### THE DATA
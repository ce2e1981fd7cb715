pub mod json_body;

pub use json_body::JsonBody;
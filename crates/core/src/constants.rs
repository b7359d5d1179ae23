//! Constants used throughout the Carelytics core crate.

/// Patient server used when neither a flag nor `CARELYTICS_API_URL` names one.
pub const DEFAULT_API_URL: &str = "http://127.0.0.1:8000";

/// Preference file used when neither a flag nor `CARELYTICS_PREFERENCES` names one.
pub const DEFAULT_PREFERENCES_PATH: &str = ".carelytics/preferences.json";

/// Preference key holding `"dark"` or `"light"`.
pub const THEME_KEY: &str = "theme";

/// Element id of the theme toggle control.
pub const THEME_TOGGLE_ID: &str = "themeToggle";

/// Element id of the table body the rows are rendered into.
pub const TABLE_BODY_ID: &str = "table";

### TASK DIRECTIONS
Retype, exactly and with nothing added, the lines of the material above from the first through the one that contains "filename crates/core/src/constants.rs".

### WRITTEN REPLY
repository ce2e1981fd7cb715
pub mod json_body;

pub use json_body::JsonBody;
filename crates/core/src/constants.rs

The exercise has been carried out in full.